INPUT FOR THIS TASK:

══════

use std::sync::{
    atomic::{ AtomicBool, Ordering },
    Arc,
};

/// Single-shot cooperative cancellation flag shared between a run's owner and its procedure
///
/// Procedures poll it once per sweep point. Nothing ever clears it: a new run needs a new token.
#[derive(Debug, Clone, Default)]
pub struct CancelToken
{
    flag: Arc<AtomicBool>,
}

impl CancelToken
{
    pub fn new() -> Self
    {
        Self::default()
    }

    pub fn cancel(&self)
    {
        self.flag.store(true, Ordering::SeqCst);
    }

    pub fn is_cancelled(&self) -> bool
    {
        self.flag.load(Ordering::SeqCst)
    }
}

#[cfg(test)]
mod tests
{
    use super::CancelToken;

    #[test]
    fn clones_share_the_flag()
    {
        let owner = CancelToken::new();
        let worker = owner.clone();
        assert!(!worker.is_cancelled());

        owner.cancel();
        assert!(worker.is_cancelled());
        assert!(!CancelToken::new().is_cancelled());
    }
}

══════

THE PROBLEM: Please find every line in the records that contains the word "SeqCst", and copy it out.

RESPONSE TO THE EXERCISE:
        self.flag.store(true, Ordering::SeqCst);
        self.flag.load(Ordering::SeqCst)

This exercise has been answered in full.